DATA IN THIS EXERCISE section start

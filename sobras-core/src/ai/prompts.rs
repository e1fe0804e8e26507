//! Prompt templates and the structured response schema.
//!
//! Prompts ask for output in Spanish; ingredient names shown to the user come
//! straight from the model.

use serde_json::{json, Value};

use crate::filters::Filters;

pub const IDENTIFY_PROMPT_NAME: &str = "identify_ingredients";
pub const GENERATE_PROMPT_NAME: &str = "generate_recipes";

/// Language the model is asked to answer in.
pub const TARGET_LANGUAGE: &str = "español";

pub fn render_identify_prompt() -> String {
    format!(
        "Analiza esta imagen de una nevera, una despensa o ingredientes sueltos.\n\
         Tu única tarea es listar los ingredientes comestibles que veas.\n\
         - Responde SÓLO con los ingredientes en {lang}, separados por comas.\n\
         - No incluyas cantidades, descripciones, categorías ni frases introductorias.\n\
         - Ignora recipientes, marcas, texto y objetos no comestibles.\n\
         - Si no estás seguro de un ingrediente, no lo incluyas.\n\
         Respuesta correcta: 'tomates, cebolla, pimiento verde, huevos, leche'.\n\
         Respuesta incorrecta: 'He encontrado los siguientes ingredientes: Tomates, una cebolla...'.",
        lang = TARGET_LANGUAGE
    )
}

pub fn render_generate_prompt(ingredients: &[String], filters: &Filters) -> String {
    format!(
        "Eres un chef experto en crear recetas deliciosas y creativas con sobras.\n\
         Ingredientes disponibles: {ingredients}.\n\
         \n\
         Preferencias del usuario:\n\
         - Tipo de comida: {meal}. Si es 'Cualquiera', propón lo que mejor encaje.\n\
         - Restricciones dietéticas: {restrictions}.\n\
         - Tiempo máximo de preparación: {time}. Si es 'Cualquiera', no hay límite.\n\
         \n\
         Genera exactamente 3 recetas variadas que usen principalmente los ingredientes disponibles.\n\
         - Prioriza los ingredientes de la lista.\n\
         - Añade ingredientes faltantes sólo si son imprescindibles (aceite, sal, especias básicas o un componente clave).\n\
         - Las recetas deben cumplir TODAS las preferencias del usuario.\n\
         - En 'ingredientFacts', añade para cada ingrediente principal usado un dato curioso, nutricional o culinario breve.\n\
         - 'difficulty' debe ser 'Easy', 'Medium' o 'Hard'.\n\
         - Escribe todos los textos en {lang} y responde en JSON según el esquema.",
        ingredients = ingredients.join(", "),
        meal = filters.meal_type.label(),
        restrictions = filters.restrictions_label(),
        time = filters.cooking_time.label(),
        lang = TARGET_LANGUAGE,
    )
}

fn string_array(description: &str) -> Value {
    json!({
        "type": "ARRAY",
        "items": {"type": "STRING"},
        "description": description
    })
}

/// Schema for the recipe generation response: `{ "recipes": [3 x recipe] }`.
pub fn recipe_response_schema() -> Value {
    json!({
        "type": "OBJECT",
        "properties": {
            "recipes": {
                "type": "ARRAY",
                "description": "Exactamente 3 recetas.",
                "minItems": 3,
                "maxItems": 3,
                "items": {
                    "type": "OBJECT",
                    "properties": {
                        "name": {"type": "STRING", "description": "Nombre creativo y apetitoso."},
                        "description": {"type": "STRING", "description": "Una o dos frases atractivas."},
                        "usedIngredients": string_array("Ingredientes de la lista que usa la receta."),
                        "missingIngredients": string_array("Ingredientes esenciales que no estaban en la lista."),
                        "steps": string_array("Pasos de preparación en orden."),
                        "difficulty": {"type": "STRING", "enum": ["Easy", "Medium", "Hard"]},
                        "prepTime": {"type": "STRING", "description": "Tiempo total estimado, p. ej. '25 min'."},
                        "dietaryTags": string_array("Etiquetas dietéticas, p. ej. 'Vegano'."),
                        "ingredientFacts": {
                            "type": "ARRAY",
                            "items": {
                                "type": "OBJECT",
                                "properties": {
                                    "ingredient": {"type": "STRING"},
                                    "fact": {"type": "STRING"}
                                },
                                "required": ["ingredient", "fact"]
                            }
                        }
                    },
                    "required": [
                        "name", "description", "usedIngredients", "missingIngredients", "steps",
                        "difficulty", "prepTime", "dietaryTags", "ingredientFacts"
                    ]
                }
            }
        },
        "required": ["recipes"]
    })
}

#[cfg(test)]
mod tests {
    use super::*;
    use crate::filters::{CookingTime, DietaryRestriction, MealType};

    #[test]
    fn test_generate_prompt_embeds_ingredients_and_filters() {
        let mut filters = Filters {
            meal_type: MealType::Soup,
            cooking_time: CookingTime::Under30Min,
            ..Default::default()
        };
        filters.toggle_restriction(DietaryRestriction::Vegan);

        let prompt = render_generate_prompt(&["Tomate".to_string(), "Ajo".to_string()], &filters);
        assert!(prompt.contains("Ingredientes disponibles: Tomate, Ajo."));
        assert!(prompt.contains("Tipo de comida: Sopa."));
        assert!(prompt.contains("Restricciones dietéticas: Vegano."));
        assert!(prompt.contains("< 30 min"));
    }

    #[test]
    fn test_generate_prompt_defaults() {
        let prompt = render_generate_prompt(&["Arroz".to_string()], &Filters::default());
        assert!(prompt.contains("Tipo de comida: Cualquiera."));
        assert!(prompt.contains("Restricciones dietéticas: Ninguna."));
    }

    #[test]
    fn test_schema_requires_every_field() {
        let schema = recipe_response_schema();
        let required = schema["properties"]["recipes"]["items"]["required"]
            .as_array()
            .unwrap();
        assert_eq!(required.len(), 9);
    }
}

DATA IN THIS EXERCISE section end

• AIM OF THE EXERCISE
Make a copy of each line in the records that has the word "Value".

• OUTPUT
use serde_json::{json, Value};
fn string_array(description: &str) -> Value {
pub fn recipe_response_schema() -> Value {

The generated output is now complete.